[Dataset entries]
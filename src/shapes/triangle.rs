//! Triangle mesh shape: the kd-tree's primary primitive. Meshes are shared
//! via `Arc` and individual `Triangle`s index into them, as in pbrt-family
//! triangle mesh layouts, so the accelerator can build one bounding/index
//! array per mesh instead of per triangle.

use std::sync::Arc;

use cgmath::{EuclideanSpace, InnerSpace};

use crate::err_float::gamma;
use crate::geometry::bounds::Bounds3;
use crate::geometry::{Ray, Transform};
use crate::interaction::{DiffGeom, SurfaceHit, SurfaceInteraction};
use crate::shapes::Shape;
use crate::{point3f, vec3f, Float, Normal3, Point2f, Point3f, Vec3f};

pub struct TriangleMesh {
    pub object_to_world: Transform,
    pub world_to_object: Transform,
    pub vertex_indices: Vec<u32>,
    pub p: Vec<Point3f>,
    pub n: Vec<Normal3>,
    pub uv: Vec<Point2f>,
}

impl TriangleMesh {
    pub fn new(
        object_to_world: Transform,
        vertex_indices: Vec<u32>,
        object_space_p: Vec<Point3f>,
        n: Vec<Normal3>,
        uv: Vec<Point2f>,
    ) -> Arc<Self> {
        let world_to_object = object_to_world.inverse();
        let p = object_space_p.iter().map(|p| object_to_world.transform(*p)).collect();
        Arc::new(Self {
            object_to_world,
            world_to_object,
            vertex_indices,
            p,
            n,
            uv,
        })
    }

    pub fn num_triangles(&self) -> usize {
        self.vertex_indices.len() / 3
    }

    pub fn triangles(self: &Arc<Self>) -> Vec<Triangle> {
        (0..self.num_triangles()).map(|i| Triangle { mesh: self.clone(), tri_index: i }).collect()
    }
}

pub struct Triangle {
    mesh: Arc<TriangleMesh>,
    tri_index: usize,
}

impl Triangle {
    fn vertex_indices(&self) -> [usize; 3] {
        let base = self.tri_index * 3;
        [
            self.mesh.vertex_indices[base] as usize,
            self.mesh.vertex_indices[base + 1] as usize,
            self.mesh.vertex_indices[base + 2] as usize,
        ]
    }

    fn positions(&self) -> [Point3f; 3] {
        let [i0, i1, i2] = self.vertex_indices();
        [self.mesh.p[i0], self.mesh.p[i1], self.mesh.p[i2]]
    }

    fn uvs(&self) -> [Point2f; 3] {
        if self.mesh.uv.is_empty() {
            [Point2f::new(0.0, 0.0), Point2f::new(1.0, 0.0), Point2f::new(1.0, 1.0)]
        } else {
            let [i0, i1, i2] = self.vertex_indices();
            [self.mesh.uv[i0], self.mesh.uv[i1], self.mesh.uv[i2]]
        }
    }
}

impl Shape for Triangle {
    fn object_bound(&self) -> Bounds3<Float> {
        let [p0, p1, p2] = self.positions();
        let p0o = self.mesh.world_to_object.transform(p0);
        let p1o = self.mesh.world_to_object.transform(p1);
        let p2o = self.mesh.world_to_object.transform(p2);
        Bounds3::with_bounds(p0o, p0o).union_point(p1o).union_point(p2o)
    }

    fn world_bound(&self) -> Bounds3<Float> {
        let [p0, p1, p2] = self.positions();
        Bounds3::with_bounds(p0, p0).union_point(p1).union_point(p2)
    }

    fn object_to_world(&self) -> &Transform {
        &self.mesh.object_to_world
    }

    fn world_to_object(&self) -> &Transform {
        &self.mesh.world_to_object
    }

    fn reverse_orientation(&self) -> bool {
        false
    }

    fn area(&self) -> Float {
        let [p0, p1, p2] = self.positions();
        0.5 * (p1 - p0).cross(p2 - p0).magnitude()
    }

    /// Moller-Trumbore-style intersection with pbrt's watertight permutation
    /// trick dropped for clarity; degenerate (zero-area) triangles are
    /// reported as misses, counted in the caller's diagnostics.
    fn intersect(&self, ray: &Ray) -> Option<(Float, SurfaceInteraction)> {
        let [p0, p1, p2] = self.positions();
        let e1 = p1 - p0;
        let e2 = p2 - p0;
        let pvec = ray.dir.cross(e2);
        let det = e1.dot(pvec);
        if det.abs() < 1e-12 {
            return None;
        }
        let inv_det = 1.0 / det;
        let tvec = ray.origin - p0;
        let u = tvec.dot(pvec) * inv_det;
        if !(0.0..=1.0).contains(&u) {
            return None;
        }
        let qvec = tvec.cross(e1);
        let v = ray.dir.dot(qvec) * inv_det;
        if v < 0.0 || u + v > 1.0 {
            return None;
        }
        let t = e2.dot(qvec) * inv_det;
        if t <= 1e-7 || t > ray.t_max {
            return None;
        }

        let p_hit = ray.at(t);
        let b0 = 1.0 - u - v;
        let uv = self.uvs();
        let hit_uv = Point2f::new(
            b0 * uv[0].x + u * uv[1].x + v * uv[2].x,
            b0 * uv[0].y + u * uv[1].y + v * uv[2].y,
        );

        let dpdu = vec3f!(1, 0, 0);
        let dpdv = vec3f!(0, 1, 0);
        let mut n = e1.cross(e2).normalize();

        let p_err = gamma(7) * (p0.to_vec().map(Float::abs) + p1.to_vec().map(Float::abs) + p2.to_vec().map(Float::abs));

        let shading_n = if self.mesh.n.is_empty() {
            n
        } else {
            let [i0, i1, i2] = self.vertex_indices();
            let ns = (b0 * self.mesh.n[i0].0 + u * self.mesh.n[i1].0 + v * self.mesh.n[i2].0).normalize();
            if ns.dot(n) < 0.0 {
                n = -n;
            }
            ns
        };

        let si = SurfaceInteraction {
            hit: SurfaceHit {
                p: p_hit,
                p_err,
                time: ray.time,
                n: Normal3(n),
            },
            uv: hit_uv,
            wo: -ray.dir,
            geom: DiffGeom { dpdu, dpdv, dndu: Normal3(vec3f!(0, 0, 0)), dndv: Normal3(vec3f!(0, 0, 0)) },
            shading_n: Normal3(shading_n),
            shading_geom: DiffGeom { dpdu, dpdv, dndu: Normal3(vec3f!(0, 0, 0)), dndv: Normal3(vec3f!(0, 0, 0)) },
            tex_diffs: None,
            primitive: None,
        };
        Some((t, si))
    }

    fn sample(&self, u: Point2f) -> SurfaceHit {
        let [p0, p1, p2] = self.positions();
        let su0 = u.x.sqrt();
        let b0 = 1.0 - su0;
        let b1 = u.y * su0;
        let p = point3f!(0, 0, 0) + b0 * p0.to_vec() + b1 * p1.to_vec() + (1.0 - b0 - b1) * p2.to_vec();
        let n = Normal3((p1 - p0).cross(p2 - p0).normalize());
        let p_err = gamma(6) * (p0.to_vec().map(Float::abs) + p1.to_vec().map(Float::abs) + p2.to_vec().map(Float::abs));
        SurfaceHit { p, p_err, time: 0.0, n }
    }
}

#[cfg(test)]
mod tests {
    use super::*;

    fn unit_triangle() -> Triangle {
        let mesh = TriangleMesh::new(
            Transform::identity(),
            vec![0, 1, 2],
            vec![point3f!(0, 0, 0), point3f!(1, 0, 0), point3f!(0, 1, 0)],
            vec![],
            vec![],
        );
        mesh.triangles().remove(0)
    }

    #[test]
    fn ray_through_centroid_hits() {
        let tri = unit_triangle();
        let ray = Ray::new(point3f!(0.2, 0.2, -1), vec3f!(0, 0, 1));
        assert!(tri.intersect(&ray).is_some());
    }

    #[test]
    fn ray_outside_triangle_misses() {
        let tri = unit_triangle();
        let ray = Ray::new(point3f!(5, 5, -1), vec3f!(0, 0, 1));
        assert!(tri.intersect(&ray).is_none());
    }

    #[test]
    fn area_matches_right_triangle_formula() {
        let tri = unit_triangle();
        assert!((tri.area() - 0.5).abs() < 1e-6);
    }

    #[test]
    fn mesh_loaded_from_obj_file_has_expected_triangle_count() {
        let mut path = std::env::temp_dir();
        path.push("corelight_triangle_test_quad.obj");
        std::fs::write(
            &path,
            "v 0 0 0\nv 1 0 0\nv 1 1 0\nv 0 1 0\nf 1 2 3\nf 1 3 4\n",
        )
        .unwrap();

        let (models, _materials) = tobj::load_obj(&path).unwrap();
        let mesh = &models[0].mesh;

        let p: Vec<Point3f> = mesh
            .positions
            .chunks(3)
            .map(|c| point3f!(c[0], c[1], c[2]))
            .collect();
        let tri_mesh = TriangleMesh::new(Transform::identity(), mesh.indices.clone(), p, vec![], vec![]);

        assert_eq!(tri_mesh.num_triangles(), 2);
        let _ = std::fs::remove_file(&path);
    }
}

...

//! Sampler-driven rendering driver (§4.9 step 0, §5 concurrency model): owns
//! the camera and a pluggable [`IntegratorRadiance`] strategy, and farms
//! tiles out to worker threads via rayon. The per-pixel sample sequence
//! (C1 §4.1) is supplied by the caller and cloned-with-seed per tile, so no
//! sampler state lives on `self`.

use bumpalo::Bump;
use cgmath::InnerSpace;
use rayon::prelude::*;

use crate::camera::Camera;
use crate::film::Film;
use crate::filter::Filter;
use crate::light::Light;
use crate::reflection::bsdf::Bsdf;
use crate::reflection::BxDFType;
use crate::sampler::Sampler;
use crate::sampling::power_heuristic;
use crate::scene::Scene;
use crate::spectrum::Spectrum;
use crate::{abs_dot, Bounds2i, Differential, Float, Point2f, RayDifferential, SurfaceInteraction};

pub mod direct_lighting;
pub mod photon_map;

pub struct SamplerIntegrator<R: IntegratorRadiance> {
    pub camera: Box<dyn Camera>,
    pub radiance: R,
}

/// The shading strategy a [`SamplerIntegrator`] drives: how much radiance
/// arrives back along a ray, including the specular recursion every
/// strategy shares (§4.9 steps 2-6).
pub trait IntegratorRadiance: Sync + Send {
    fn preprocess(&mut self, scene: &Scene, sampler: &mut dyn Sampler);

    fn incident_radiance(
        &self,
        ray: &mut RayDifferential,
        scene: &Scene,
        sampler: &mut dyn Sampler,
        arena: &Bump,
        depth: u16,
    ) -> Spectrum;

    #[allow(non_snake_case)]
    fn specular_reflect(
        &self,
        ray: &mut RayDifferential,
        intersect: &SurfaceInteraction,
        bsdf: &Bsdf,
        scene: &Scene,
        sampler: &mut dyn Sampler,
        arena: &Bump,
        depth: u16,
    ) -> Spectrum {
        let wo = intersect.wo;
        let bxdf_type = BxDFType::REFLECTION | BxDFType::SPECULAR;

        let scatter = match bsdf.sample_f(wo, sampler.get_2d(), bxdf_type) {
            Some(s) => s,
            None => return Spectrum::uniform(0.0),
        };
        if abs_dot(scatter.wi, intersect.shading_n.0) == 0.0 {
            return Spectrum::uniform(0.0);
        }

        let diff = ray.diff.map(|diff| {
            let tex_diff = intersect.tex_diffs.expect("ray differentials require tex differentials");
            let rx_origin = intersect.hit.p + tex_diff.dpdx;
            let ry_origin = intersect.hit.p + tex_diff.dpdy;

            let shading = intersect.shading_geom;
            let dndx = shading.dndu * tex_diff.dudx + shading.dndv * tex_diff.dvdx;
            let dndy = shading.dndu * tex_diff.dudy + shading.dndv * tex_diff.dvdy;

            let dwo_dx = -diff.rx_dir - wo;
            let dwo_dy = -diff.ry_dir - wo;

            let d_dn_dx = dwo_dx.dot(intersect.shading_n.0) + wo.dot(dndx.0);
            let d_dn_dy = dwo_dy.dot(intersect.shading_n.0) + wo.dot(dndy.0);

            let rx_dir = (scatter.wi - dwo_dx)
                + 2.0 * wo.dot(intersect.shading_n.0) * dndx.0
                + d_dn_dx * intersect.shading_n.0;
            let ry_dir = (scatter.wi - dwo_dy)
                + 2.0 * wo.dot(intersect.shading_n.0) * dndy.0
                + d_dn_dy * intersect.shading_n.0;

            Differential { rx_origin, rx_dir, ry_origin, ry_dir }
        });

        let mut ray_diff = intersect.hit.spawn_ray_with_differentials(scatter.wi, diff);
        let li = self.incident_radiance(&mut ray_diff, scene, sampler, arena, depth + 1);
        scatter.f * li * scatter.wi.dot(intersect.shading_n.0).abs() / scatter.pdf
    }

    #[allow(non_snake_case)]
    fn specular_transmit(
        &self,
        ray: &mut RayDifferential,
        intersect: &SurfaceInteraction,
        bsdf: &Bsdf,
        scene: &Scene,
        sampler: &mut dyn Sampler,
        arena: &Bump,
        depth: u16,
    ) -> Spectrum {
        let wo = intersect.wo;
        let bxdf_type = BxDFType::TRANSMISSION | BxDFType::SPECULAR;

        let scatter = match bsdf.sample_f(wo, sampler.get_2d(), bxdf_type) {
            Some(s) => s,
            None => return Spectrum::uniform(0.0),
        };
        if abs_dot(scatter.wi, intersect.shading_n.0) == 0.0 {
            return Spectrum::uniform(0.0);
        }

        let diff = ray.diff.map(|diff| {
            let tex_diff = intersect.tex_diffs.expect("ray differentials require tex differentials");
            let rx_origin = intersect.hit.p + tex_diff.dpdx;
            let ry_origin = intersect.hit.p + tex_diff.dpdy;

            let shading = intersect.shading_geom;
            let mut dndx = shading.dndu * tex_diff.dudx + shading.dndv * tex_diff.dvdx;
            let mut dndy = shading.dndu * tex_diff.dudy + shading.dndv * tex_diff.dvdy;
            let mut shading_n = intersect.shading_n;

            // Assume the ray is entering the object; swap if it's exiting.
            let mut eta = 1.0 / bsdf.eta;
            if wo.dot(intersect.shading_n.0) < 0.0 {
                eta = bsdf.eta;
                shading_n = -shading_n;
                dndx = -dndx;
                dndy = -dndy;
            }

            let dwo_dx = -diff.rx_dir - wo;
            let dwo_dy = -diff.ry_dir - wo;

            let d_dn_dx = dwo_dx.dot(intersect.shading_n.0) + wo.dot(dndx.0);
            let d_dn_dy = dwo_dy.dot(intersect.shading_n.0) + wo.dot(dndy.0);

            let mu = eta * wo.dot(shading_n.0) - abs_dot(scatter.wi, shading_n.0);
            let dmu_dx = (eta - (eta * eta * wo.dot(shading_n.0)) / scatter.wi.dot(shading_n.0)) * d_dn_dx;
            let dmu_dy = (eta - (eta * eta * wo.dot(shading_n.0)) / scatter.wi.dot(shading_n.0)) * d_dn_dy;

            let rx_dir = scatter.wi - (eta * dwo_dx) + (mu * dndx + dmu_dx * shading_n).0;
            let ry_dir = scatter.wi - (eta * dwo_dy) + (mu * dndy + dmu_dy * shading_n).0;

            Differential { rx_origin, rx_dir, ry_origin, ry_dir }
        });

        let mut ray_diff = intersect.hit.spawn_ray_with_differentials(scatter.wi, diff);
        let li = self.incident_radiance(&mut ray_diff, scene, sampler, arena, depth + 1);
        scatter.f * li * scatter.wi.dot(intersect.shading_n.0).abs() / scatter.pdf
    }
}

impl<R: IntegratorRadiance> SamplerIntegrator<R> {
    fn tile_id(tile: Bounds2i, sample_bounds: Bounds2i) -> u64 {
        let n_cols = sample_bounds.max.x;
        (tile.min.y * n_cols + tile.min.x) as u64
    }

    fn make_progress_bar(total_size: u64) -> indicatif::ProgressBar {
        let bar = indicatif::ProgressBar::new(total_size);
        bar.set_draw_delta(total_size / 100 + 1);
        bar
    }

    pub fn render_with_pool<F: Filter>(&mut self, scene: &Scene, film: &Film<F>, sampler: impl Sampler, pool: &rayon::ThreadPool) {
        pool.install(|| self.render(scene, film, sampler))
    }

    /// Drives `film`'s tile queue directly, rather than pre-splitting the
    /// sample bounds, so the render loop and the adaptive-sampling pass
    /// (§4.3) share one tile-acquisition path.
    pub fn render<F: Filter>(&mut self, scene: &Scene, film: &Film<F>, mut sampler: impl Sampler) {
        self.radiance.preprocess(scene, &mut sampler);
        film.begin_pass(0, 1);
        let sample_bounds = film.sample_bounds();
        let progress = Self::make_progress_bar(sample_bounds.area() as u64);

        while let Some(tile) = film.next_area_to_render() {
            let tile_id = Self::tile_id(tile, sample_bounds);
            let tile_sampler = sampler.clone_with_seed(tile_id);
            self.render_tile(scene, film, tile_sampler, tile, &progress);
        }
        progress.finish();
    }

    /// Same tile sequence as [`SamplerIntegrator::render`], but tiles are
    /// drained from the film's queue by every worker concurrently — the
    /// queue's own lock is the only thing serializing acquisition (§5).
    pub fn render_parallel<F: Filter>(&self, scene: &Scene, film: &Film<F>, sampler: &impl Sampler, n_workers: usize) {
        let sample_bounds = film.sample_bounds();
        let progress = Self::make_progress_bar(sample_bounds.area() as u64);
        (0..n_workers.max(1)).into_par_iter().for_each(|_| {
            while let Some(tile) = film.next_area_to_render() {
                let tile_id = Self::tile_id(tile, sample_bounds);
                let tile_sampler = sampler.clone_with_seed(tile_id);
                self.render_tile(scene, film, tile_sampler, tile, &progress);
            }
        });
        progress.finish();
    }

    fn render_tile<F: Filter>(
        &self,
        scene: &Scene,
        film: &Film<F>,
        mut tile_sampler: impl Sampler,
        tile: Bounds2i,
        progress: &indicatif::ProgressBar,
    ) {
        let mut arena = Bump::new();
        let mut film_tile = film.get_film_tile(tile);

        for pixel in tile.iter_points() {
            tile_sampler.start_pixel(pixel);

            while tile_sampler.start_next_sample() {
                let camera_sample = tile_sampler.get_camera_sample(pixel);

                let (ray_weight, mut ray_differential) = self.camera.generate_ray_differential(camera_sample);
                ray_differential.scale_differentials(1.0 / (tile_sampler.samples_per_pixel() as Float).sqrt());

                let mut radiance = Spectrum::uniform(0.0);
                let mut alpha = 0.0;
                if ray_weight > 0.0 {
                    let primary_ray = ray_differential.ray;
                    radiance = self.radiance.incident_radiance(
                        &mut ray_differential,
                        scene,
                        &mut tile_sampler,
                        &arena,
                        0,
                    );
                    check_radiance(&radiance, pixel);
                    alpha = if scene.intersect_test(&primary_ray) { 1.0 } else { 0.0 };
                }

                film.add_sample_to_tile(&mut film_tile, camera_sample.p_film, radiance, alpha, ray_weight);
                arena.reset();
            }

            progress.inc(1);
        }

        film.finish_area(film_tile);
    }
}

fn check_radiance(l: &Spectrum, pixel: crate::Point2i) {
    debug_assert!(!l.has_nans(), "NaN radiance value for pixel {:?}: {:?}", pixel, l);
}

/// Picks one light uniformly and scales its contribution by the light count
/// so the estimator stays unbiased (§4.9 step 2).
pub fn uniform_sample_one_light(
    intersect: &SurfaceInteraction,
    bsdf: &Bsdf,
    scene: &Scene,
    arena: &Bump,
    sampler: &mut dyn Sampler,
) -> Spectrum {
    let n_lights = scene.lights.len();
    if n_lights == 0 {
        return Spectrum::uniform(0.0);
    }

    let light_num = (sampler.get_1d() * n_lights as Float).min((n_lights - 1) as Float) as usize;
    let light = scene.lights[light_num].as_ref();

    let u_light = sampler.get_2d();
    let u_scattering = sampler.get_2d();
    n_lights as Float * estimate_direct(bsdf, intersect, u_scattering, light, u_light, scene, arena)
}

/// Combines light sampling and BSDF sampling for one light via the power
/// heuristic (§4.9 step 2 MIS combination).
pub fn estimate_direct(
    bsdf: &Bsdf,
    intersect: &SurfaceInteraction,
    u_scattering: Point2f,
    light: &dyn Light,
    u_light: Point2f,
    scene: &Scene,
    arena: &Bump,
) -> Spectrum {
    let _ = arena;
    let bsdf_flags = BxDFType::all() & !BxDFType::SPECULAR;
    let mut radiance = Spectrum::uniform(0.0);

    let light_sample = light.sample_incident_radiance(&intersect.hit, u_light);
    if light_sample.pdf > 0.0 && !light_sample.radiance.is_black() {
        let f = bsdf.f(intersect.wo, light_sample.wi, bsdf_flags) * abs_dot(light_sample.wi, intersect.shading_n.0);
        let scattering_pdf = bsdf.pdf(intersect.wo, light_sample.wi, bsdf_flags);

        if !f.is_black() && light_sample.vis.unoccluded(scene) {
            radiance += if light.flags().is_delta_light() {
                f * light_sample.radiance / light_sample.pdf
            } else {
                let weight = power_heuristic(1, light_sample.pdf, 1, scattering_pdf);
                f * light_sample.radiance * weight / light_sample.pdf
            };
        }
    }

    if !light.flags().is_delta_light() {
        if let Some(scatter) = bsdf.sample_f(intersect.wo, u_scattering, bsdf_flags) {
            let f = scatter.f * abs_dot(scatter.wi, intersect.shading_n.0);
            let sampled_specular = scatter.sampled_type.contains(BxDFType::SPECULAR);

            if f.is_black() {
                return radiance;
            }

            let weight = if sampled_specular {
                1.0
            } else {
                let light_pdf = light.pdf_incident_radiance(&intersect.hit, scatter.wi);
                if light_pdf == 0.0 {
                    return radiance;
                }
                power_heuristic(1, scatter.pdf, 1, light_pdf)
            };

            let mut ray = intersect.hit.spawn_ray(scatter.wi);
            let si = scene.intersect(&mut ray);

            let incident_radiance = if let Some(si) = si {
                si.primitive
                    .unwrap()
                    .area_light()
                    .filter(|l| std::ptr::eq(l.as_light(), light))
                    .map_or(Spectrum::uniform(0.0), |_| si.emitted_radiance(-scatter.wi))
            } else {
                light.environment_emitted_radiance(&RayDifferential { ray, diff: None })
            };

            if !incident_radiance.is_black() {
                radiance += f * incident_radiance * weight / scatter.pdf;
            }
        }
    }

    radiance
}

==

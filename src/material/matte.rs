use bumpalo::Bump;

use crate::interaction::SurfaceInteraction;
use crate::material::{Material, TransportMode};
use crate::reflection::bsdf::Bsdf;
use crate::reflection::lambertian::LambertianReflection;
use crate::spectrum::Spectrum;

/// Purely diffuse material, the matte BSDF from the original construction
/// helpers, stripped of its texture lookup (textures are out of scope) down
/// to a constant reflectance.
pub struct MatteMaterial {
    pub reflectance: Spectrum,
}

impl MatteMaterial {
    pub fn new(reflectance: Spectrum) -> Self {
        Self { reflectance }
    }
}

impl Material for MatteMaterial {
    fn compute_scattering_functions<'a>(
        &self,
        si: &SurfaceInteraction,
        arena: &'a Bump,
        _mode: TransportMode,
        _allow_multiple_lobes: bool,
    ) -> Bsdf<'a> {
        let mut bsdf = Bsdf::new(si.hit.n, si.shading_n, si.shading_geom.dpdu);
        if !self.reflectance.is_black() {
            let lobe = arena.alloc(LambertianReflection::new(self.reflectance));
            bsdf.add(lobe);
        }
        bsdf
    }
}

*Problem*: Search the entries above for lines containing the word "every", and copy each one.

*Output for this task*:
/// arrives back along a ray, including the specular recursion every
    /// drained from the film's queue by every worker concurrently — the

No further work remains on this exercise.